On the Mark! Our Predictive Scoring Model Wins The Marathon

As data geeks, there is nothing quite as thrilling as building a predictive model that nails the EXACT outcome of an event or client initiative. We even do it just for fun.

Take this past Sunday's Pittsburgh Marathon, for example. A group of us signed up to run, and then decided, "Let's try and predict the average finish time this year!" So, we built a simple model based on eight years' worth of race data and boldly published our prediction last week: that, based on the forecasted race-day temperature of 54 degrees, the average Pittsburgh Marathon finish time would be 4 hours and 33 minutes. This week, we've got the results.

How disappointed we were to find we were off by 10 minutes using the forecast's degrees–until we punched in the race-day actual temperature of 48° and found our model nailed it EXACTLY, at 4 hours and 23 minutes!

So congrats, marathon runners, for running 26.2 miles through the city at what ended up being the fastest finish since the race started back up in 2009. And thanks for the thrill–you validated our predictive model!



Wouldn't it be great to be able to predict nearly exact results nearly all the time? Sometimes very simple models (like ours, in this case) can be advantageous, and the data to feed them is often at your fingertips. Just using a single predictor variable (in our model, average race-day temperature) turned out to be highly effective. More complex objectives obviously can layer in additional variables, as we could have done with equally accessible data points, such as trends in age, gender, and country of origin of each runner.

While the idea of predictive analytics may sound intimidating to some, the premise is simple: solving a problem using data to find patterns and trends in order to predict behaviors and outcomes. In fact, predictive algorithms are used in everyday activities that you probably aren’t even aware of. For instance, when you go to purchase something online, retailers are collecting and analyzing your shopping behavior and purchase history data to predict your future purchases.
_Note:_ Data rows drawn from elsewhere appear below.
//! Investigation state machine: `idle -> processing -> complete`.
//!
//! The phase enum carries the claim and result with it, so a result can only
//! exist while `Complete` and a ticket only while `Processing`.

use crate::client::{ApiError, Investigator};
use crate::schema::InvestigationResult;
use tracing::{debug, info, warn};

#[derive(Debug, Clone, Copy, PartialEq, Eq)]
pub enum AppState {
    Idle,
    Processing,
    Complete,
}

impl std::fmt::Display for AppState {
    fn fmt(&self, f: &mut std::fmt::Formatter<'_>) -> std::fmt::Result {
        let value = match self {
            AppState::Idle => "idle",
            AppState::Processing => "processing",
            AppState::Complete => "complete",
        };
        write!(f, "{value}")
    }
}

#[derive(Debug, Clone, PartialEq, Eq, thiserror::Error)]
pub enum SubmitError {
    #[error("Please enter a claim to investigate")]
    EmptyClaim,

    #[error("An investigation is already in progress")]
    Busy,

    #[error("Reset the current result before investigating another claim")]
    ResultShown,
}

/// Identifies one outstanding request. Outcomes for any other ticket are dropped.
#[derive(Debug, Clone, Copy, PartialEq, Eq)]
pub struct Ticket(u64);

#[derive(Debug, Clone, Copy, PartialEq, Eq)]
pub enum Settled {
    Completed,
    Failed,
    /// The session was reset (or restarted) while the request was in flight.
    Stale,
}

#[derive(Debug)]
enum Phase {
    Idle,
    Processing { claim: String, ticket: Ticket },
    Complete { claim: String, result: InvestigationResult },
}

/// Read-only snapshot for rendering.
#[derive(Debug, Clone, Copy)]
pub struct SessionView<'a> {
    pub state: AppState,
    pub claim: Option<&'a str>,
    pub result: Option<&'a InvestigationResult>,
    pub error: Option<&'a ApiError>,
}

pub struct InvestigationSession<I> {
    investigator: I,
    phase: Phase,
    next_ticket: u64,
    error: Option<ApiError>,
}

impl<I: Investigator> InvestigationSession<I> {
    pub fn new(investigator: I) -> Self {
        Self {
            investigator,
            phase: Phase::Idle,
            next_ticket: 0,
            error: None,
        }
    }

    pub fn investigator(&self) -> &I {
        &self.investigator
    }

    pub fn state(&self) -> AppState {
        match self.phase {
            Phase::Idle => AppState::Idle,
            Phase::Processing { .. } => AppState::Processing,
            Phase::Complete { .. } => AppState::Complete,
        }
    }

    pub fn claim(&self) -> Option<&str> {
        match &self.phase {
            Phase::Idle => None,
            Phase::Processing { claim, .. } | Phase::Complete { claim, .. } => Some(claim),
        }
    }

    pub fn result(&self) -> Option<&InvestigationResult> {
        match &self.phase {
            Phase::Complete { result, .. } => Some(result),
            _ => None,
        }
    }

    /// The last failure surfaced to the user, if it has not been dismissed.
    pub fn error(&self) -> Option<&ApiError> {
        self.error.as_ref()
    }

    pub fn take_error(&mut self) -> Option<ApiError> {
        self.error.take()
    }

    pub fn view(&self) -> SessionView<'_> {
        SessionView {
            state: self.state(),
            claim: self.claim(),
            result: self.result(),
            error: self.error(),
        }
    }

    /// `idle -> processing`. Whitespace-only claims leave the session untouched.
    pub fn begin(&mut self, claim: &str) -> Result<Ticket, SubmitError> {
        if claim.trim().is_empty() {
            return Err(SubmitError::EmptyClaim);
        }
        match self.phase {
            Phase::Idle => {}
            Phase::Processing { .. } => return Err(SubmitError::Busy),
            Phase::Complete { .. } => return Err(SubmitError::ResultShown),
        }

        self.next_ticket += 1;
        let ticket = Ticket(self.next_ticket);
        self.error = None;
        self.phase = Phase::Processing {
            claim: claim.to_string(),
            ticket,
        };
        info!(ticket = ticket.0, "investigation started");
        Ok(ticket)
    }

    /// Applies the investigator's outcome for `ticket`.
    pub fn settle(
        &mut self,
        ticket: Ticket,
        outcome: Result<InvestigationResult, ApiError>,
    ) -> Settled {
        let claim = match &mut self.phase {
            Phase::Processing { claim, ticket: current } if *current == ticket => {
                std::mem::take(claim)
            }
            _ => {
                debug!(ticket = ticket.0, "dropping outcome for abandoned investigation");
                return Settled::Stale;
            }
        };

        match outcome {
            Ok(result) => {
                info!(ticket = ticket.0, verdict = %result.verdict, "investigation complete");
                self.phase = Phase::Complete { claim, result };
                Settled::Completed
            }
            Err(err) => {
                warn!(ticket = ticket.0, status = err.status(), error = %err, "investigation failed");
                self.phase = Phase::Idle;
                self.error = Some(err);
                Settled::Failed
            }
        }
    }

    /// Runs a whole investigation. Backend failures end in `Idle` with the
    /// error available from [`Self::error`]; they are not returned here.
    pub async fn submit(&mut self, claim: &str) -> Result<AppState, SubmitError> {
        let ticket = self.begin(claim)?;
        let outcome = self.investigator.investigate(claim).await;
        self.settle(ticket, outcome);
        Ok(self.state())
    }

    /// Back to `idle`, discarding the claim and any result. From `processing`
    /// this abandons the outstanding request. A no-op when already idle.
    pub fn reset(&mut self) {
        match self.phase {
            Phase::Idle => {}
            Phase::Processing { ticket, .. } => {
                info!(ticket = ticket.0, "investigation abandoned");
                self.phase = Phase::Idle;
            }
            Phase::Complete { .. } => {
                debug!("result cleared");
                self.phase = Phase::Idle;
            }
        }
    }
}

#[cfg(test)]
mod tests {
    use super::*;
    use crate::schema::EvidenceGroups;
    use async_trait::async_trait;
    use std::collections::VecDeque;
    use std::sync::Mutex;

    struct Scripted {
        outcomes: Mutex<VecDeque<Result<InvestigationResult, ApiError>>>,
    }

    impl Scripted {
        fn new(outcomes: Vec<Result<InvestigationResult, ApiError>>) -> Self {
            Self {
                outcomes: Mutex::new(outcomes.into()),
            }
        }
    }

    #[async_trait]
    impl Investigator for Scripted {
        async fn investigate(&self, _claim: &str) -> Result<InvestigationResult, ApiError> {
            self.outcomes
                .lock()
                .unwrap()
                .pop_front()
                .expect("scripted outcome available")
        }
    }

    fn result(verdict: &str) -> InvestigationResult {
        InvestigationResult {
            query: "q".to_string(),
            verdict: verdict.to_string(),
            confidence_level: "70%".to_string(),
            synthesis_explanation: String::new(),
            debate_rounds: 2,
            agent_outputs: None,
            evidence: EvidenceGroups {
                official: Vec::new(),
                social: Vec::new(),
            },
            metadata: None,
            status: None,
            agent_output: None,
        }
    }

    fn unavailable() -> ApiError {
        ApiError::Application {
            status: 503,
            message: "Service unavailable".to_string(),
        }
    }

    #[test]
    fn begin_rejects_blank_claims() {
        let mut session = InvestigationSession::new(Scripted::new(Vec::new()));
        assert_eq!(session.begin(""), Err(SubmitError::EmptyClaim));
        assert_eq!(session.begin(" \t\n"), Err(SubmitError::EmptyClaim));
        assert_eq!(session.state(), AppState::Idle);
        assert!(session.claim().is_none());
    }

    #[test]
    fn second_submission_while_processing_is_refused() {
        let mut session = InvestigationSession::new(Scripted::new(Vec::new()));
        let ticket = session.begin("first").unwrap();
        assert_eq!(session.begin("second"), Err(SubmitError::Busy));
        assert_eq!(session.claim(), Some("first"));
        assert_eq!(session.settle(ticket, Ok(result("True"))), Settled::Completed);
        assert_eq!(session.begin("third"), Err(SubmitError::ResultShown));
    }

    #[test]
    fn reset_from_idle_changes_nothing() {
        let mut session = InvestigationSession::new(Scripted::new(Vec::new()));
        let ticket = session.begin("claim").unwrap();
        session.settle(ticket, Err(unavailable()));

        session.reset();
        assert_eq!(session.state(), AppState::Idle);
        assert_eq!(session.error(), Some(&unavailable()));
        assert!(session.claim().is_none());
    }

    #[test]
    fn reset_while_processing_discards_late_outcome() {
        let mut session = InvestigationSession::new(Scripted::new(Vec::new()));
        let ticket = session.begin("claim").unwrap();
        session.reset();
        assert_eq!(session.state(), AppState::Idle);

        assert_eq!(session.settle(ticket, Ok(result("True"))), Settled::Stale);
        assert_eq!(session.state(), AppState::Idle);
        assert!(session.result().is_none());

        let next = session.begin("again").unwrap();
        assert_eq!(session.settle(ticket, Err(unavailable())), Settled::Stale);
        assert_eq!(session.state(), AppState::Processing);
        assert_eq!(session.settle(next, Ok(result("False"))), Settled::Completed);
    }

    #[tokio::test]
    async fn failure_clears_claim_and_keeps_message() {
        let mut session = InvestigationSession::new(Scripted::new(vec![Err(unavailable())]));
        let state = session.submit("Is the moon made of cheese?").await.unwrap();
        assert_eq!(state, AppState::Idle);
        assert!(session.claim().is_none());
        assert!(session.result().is_none());
        assert_eq!(session.error().map(ApiError::message), Some("Service unavailable"));
    }

    #[tokio::test]
    async fn new_submission_clears_previous_error() {
        let mut session =
            InvestigationSession::new(Scripted::new(vec![Err(unavailable()), Ok(result("True"))]));
        session.submit("one").await.unwrap();
        assert!(session.error().is_some());

        let state = session.submit("two").await.unwrap();
        assert_eq!(state, AppState::Complete);
        assert!(session.error().is_none());
        let view = session.view();
        assert_eq!(view.claim, Some("two"));
        assert_eq!(view.result.map(|r| r.verdict.as_str()), Some("True"));

        session.reset();
        assert!(session.view().result.is_none());
        assert!(session.view().claim.is_none());
    }

    struct TestRng {
        state: u64,
    }

    impl TestRng {
        fn next(&mut self) -> u64 {
            self.state ^= self.state << 13;
            self.state ^= self.state >> 7;
            self.state ^= self.state << 17;
            self.state
        }
    }

    #[test]
    fn result_present_only_when_complete() {
        let mut rng = TestRng { state: 0x9E37_79B9_7F4A_7C15 };
        let mut session = InvestigationSession::new(Scripted::new(Vec::new()));
        let mut tickets: Vec<Ticket> = Vec::new();

        for step in 0..5_000 {
            match rng.next() % 5 {
                0 => {
                    let claim = if rng.next() % 4 == 0 { "   " } else { "claim" };
                    if let Ok(ticket) = session.begin(claim) {
                        tickets.push(ticket);
                    }
                }
                1 => {
                    if let Some(ticket) = tickets.last().copied() {
                        session.settle(ticket, Ok(result("True")));
                    }
                }
                2 => {
                    if let Some(ticket) = tickets.last().copied() {
                        session.settle(ticket, Err(unavailable()));
                    }
                }
                3 => {
                    if !tickets.is_empty() {
                        let stale = tickets[(rng.next() as usize) % tickets.len()];
                        session.settle(stale, Ok(result("False")));
                    }
                }
                _ => session.reset(),
            }

            let view = session.view();
            match view.state {
                AppState::Complete => assert!(view.result.is_some(), "step {step}"),
                AppState::Processing => {
                    assert!(view.result.is_none(), "step {step}");
                    assert!(view.claim.is_some(), "step {step}");
                }
                AppState::Idle => {
                    assert!(view.result.is_none(), "step {step}");
                    assert!(view.claim.is_none(), "step {step}");
                }
            }
        }
    }
}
In today’s “Data Do-or-Die” world, data is being collected at rates like no other, and the ability to understand and leverage this data is more important than ever. IBM reports that 90% of that data in the world today has been created in the last two years alone. Predictive analytics is just one way to take advantage of the rich insights that can be drawn from your data, and we have demonstrated above that just a few simple data points can lead to accurate and powerful insights.